[Task statement]: Line count for "push": give the number of lines in the records below that hold it, and nothing else.

[Provided material]:
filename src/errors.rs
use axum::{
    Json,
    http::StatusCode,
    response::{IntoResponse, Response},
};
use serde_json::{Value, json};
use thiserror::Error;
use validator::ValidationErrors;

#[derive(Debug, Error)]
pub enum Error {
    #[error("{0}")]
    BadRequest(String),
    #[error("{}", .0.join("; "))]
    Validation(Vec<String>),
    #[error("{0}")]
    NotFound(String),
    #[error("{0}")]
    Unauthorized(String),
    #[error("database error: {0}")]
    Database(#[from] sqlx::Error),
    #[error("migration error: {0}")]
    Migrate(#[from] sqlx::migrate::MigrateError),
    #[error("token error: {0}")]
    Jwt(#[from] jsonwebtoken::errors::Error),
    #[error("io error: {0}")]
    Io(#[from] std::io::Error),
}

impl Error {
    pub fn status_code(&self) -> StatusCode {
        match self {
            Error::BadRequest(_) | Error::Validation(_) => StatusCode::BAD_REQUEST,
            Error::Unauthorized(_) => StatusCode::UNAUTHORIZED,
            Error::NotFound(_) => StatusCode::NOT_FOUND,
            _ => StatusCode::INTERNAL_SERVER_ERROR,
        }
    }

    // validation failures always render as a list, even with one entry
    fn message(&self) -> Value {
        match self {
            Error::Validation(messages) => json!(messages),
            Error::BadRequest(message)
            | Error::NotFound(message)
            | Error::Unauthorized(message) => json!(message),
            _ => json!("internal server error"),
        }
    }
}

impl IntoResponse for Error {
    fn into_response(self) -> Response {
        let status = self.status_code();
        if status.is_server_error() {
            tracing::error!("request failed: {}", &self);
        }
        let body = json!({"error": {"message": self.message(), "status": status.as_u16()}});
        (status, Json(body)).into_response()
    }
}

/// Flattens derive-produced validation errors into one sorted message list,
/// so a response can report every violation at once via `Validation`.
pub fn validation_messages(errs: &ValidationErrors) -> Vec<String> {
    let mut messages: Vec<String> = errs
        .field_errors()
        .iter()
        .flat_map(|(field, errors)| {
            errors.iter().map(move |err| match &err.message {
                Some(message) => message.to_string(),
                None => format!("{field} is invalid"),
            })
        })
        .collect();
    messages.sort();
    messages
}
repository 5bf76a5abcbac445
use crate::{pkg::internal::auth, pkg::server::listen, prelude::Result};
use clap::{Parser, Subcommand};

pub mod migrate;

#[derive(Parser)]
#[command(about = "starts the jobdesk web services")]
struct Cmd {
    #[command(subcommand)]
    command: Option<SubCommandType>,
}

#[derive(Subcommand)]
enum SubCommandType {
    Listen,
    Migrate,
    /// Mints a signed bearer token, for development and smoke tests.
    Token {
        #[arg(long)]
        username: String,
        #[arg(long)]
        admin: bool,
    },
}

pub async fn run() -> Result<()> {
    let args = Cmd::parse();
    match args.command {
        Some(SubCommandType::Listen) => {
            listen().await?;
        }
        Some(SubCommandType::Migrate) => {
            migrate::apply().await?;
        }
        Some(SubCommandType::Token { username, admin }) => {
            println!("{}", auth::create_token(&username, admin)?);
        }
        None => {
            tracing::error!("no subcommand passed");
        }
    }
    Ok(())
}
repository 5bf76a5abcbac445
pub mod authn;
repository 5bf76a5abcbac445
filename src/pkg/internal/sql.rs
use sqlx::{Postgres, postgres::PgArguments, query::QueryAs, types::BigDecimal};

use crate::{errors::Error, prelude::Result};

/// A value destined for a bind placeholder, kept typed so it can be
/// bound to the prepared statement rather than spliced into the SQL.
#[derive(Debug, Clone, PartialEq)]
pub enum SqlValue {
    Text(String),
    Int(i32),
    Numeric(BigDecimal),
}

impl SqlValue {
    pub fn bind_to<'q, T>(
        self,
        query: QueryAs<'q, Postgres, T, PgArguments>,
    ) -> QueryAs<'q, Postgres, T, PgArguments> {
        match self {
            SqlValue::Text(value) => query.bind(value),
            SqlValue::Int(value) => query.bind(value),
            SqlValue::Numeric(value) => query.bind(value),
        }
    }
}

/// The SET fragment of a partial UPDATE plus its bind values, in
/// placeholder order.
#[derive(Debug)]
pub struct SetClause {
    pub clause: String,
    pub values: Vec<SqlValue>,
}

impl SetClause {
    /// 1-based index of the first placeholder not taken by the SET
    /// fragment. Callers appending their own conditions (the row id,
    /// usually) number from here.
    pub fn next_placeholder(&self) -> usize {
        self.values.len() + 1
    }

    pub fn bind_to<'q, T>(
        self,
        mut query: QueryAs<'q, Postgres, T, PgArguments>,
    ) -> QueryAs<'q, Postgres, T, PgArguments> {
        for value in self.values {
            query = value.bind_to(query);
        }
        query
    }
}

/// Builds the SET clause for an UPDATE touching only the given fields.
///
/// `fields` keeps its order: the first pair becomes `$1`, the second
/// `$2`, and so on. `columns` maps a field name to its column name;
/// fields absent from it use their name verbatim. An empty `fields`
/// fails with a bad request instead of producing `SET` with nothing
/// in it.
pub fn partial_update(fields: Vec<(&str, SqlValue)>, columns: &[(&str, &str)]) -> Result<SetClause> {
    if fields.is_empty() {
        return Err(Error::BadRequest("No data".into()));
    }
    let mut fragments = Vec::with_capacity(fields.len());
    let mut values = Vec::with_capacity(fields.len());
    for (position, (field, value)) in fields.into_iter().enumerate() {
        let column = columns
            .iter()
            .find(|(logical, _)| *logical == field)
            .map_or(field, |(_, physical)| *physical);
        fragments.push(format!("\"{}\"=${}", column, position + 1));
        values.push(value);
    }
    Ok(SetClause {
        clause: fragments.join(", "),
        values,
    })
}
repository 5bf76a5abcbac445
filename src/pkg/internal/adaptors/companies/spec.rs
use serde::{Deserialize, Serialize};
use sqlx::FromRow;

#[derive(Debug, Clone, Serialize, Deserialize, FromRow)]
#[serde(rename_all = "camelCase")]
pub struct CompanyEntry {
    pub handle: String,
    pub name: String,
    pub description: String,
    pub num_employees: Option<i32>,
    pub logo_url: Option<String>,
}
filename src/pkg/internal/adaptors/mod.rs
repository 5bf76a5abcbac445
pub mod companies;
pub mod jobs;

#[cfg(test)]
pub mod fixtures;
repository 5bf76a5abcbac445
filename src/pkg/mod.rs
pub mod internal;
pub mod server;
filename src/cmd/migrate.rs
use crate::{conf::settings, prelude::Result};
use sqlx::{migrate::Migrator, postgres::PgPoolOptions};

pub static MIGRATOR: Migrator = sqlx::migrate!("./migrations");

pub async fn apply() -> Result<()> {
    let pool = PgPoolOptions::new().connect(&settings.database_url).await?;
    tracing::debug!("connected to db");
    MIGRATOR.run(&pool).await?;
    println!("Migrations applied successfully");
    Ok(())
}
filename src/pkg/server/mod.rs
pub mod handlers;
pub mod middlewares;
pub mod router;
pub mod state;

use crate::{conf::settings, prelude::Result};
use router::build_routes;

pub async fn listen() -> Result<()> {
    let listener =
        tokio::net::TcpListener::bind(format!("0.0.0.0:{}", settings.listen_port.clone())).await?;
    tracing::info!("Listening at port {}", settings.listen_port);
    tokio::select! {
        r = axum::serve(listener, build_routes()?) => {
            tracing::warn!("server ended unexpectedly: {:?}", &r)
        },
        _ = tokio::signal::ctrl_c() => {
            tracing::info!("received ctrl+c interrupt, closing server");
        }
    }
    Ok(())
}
--
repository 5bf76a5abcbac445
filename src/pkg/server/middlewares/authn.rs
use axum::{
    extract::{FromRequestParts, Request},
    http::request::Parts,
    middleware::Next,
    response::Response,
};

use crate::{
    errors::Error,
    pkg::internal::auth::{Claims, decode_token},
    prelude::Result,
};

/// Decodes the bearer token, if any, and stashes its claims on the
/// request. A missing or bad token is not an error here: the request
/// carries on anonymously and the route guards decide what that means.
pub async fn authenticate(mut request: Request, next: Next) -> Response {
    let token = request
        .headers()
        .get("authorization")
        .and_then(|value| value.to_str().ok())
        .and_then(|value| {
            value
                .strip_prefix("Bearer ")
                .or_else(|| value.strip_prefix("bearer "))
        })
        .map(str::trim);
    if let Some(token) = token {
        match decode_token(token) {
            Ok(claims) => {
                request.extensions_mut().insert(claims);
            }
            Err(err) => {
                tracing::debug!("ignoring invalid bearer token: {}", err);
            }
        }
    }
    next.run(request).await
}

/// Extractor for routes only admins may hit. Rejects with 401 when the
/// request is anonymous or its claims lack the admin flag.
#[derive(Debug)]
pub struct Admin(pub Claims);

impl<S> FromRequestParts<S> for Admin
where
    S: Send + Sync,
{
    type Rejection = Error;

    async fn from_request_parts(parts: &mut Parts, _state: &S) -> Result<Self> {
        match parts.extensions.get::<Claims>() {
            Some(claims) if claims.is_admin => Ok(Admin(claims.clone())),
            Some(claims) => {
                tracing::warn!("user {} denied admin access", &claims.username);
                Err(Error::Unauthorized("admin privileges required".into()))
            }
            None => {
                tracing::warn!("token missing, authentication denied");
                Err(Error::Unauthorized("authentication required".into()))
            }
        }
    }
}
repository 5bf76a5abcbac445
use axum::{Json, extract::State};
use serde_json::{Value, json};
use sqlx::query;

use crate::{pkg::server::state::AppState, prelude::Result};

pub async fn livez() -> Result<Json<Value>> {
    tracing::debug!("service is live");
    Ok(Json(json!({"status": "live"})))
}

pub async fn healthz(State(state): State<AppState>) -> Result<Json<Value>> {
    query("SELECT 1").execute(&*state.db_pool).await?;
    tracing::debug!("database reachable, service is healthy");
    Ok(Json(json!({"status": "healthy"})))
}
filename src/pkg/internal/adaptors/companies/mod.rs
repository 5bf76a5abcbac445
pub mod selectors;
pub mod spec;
---
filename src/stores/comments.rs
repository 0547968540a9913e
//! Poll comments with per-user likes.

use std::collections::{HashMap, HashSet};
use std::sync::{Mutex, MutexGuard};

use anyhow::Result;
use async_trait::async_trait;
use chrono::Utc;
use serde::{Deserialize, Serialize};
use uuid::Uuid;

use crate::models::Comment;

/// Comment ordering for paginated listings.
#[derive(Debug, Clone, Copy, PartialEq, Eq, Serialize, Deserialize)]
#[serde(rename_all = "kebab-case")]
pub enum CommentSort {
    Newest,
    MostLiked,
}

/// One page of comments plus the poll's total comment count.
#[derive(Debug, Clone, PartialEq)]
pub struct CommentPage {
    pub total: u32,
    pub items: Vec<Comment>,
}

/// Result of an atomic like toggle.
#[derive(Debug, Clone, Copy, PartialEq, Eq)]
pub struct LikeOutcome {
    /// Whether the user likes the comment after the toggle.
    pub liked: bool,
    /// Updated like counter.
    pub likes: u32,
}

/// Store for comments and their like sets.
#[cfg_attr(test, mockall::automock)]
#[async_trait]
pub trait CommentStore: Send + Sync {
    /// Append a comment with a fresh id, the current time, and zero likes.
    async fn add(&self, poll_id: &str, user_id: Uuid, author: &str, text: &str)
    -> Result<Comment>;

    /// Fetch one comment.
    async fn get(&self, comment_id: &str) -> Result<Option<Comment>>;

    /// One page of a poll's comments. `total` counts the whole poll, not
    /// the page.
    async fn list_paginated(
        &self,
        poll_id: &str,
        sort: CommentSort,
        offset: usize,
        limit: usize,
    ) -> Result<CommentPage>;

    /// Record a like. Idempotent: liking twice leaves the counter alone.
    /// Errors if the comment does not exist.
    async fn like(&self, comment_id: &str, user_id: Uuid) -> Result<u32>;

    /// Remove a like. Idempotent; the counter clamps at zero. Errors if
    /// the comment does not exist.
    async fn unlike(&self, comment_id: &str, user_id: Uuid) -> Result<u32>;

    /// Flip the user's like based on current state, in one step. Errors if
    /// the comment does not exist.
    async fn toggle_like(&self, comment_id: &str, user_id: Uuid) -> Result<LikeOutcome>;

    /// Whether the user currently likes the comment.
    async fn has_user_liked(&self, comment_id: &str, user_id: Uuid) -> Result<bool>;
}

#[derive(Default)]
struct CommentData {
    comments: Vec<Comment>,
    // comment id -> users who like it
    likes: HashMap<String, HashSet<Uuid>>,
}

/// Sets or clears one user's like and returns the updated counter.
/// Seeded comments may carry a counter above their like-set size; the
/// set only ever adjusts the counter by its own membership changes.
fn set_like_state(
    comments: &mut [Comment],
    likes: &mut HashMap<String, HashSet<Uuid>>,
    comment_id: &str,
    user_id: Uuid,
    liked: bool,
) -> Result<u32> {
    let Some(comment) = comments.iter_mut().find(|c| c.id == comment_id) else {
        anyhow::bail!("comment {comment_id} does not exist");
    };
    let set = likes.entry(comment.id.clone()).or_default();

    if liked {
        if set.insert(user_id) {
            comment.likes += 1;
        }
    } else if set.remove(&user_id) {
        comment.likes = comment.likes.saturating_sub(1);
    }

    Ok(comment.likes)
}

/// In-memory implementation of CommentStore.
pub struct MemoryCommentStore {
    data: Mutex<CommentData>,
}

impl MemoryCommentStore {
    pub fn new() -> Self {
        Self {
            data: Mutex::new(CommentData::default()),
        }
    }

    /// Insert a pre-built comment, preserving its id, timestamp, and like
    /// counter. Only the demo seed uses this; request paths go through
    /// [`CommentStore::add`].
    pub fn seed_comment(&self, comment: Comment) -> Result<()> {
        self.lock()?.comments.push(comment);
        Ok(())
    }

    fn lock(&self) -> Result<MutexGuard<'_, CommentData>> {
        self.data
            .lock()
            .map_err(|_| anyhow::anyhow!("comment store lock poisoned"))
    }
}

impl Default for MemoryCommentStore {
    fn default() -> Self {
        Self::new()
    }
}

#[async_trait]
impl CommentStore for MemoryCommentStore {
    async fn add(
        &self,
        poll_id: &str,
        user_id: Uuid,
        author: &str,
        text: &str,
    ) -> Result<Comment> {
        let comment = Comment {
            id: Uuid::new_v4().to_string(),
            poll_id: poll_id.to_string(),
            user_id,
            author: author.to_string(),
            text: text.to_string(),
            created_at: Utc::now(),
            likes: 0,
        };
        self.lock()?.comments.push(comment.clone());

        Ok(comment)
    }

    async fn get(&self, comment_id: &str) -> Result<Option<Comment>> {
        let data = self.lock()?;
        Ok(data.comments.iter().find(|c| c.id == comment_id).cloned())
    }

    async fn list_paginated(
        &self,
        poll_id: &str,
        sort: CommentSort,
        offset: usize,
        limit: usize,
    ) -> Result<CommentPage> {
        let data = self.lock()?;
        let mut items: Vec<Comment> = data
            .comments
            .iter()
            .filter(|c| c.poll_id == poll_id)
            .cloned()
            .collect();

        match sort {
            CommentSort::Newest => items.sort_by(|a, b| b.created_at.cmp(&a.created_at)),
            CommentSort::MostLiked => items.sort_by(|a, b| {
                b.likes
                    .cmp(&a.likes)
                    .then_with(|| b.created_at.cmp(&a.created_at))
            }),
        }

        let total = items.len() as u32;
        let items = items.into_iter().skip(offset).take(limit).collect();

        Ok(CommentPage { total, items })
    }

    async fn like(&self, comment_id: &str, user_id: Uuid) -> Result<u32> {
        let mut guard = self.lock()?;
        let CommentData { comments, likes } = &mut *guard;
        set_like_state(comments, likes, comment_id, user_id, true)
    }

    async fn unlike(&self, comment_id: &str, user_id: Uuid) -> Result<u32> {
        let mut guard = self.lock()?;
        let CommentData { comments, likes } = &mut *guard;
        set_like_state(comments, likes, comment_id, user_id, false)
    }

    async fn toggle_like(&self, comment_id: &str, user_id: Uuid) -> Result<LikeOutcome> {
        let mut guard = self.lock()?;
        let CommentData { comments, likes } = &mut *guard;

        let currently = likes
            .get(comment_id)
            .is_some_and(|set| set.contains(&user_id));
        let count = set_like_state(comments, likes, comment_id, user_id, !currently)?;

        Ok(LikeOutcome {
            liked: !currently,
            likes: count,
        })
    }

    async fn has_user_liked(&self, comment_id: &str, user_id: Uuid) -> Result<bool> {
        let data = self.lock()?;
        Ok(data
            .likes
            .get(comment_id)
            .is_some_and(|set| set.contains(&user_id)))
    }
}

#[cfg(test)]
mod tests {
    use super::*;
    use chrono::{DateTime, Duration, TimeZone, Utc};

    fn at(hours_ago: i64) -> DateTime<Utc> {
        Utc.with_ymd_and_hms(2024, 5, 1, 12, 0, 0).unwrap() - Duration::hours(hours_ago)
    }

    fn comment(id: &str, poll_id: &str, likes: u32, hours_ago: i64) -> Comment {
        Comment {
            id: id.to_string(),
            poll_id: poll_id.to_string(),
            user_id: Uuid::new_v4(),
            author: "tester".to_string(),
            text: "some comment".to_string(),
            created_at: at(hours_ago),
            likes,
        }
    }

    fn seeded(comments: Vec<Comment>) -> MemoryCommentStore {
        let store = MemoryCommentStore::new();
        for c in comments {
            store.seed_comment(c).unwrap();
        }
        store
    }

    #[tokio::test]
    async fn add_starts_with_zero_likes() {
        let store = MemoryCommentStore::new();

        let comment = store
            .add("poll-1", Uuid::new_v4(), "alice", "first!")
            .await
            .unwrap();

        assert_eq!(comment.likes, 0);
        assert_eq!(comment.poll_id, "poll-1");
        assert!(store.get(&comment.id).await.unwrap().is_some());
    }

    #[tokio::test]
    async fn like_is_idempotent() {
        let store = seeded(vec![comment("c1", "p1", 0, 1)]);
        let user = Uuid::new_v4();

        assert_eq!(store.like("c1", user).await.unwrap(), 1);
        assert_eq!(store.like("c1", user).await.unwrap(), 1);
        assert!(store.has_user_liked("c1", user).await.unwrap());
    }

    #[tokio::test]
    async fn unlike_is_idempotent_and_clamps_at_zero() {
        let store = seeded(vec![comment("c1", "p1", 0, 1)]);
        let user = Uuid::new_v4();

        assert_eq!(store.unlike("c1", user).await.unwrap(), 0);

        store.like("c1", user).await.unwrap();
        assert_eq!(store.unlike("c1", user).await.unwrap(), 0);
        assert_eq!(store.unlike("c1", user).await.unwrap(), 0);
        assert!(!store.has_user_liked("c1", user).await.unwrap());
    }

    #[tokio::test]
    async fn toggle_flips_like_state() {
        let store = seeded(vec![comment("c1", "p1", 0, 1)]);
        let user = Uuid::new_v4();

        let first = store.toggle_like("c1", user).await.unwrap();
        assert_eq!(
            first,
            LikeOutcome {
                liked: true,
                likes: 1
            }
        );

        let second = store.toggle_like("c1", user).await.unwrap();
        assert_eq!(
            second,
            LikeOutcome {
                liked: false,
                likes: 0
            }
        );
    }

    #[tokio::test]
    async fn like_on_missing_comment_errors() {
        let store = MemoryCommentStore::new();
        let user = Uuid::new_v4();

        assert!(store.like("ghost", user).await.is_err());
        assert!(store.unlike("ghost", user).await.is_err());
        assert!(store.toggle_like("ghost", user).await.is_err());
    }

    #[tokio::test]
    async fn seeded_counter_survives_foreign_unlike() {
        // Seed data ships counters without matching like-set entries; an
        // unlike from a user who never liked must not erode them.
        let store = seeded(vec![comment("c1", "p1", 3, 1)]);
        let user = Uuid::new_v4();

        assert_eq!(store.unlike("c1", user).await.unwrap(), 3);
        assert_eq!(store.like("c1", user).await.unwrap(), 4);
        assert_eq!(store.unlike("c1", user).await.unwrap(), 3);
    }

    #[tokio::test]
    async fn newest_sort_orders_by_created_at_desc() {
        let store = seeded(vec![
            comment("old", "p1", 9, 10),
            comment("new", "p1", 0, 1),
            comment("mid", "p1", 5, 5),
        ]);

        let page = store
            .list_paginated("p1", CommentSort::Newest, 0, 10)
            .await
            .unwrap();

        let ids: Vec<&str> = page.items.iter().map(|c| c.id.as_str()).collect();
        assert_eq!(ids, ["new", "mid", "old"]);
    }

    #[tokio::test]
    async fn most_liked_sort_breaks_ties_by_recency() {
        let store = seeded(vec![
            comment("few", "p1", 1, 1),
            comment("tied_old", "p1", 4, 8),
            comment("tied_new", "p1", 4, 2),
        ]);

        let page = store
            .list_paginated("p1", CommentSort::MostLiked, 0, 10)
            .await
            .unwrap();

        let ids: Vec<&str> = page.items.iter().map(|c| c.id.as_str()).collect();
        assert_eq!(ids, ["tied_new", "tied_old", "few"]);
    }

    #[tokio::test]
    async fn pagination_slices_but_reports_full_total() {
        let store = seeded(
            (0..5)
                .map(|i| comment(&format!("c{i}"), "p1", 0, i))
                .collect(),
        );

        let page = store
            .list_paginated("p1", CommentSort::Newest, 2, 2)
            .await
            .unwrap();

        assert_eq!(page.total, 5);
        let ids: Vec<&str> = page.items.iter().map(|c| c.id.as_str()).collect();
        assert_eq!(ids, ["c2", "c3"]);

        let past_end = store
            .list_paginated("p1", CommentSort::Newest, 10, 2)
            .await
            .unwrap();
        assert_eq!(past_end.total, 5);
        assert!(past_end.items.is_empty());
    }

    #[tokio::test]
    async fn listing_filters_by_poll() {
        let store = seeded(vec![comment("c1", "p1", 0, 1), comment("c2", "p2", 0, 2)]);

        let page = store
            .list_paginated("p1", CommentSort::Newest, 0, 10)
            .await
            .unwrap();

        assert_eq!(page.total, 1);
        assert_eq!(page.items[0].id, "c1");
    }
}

[Written solution]: 4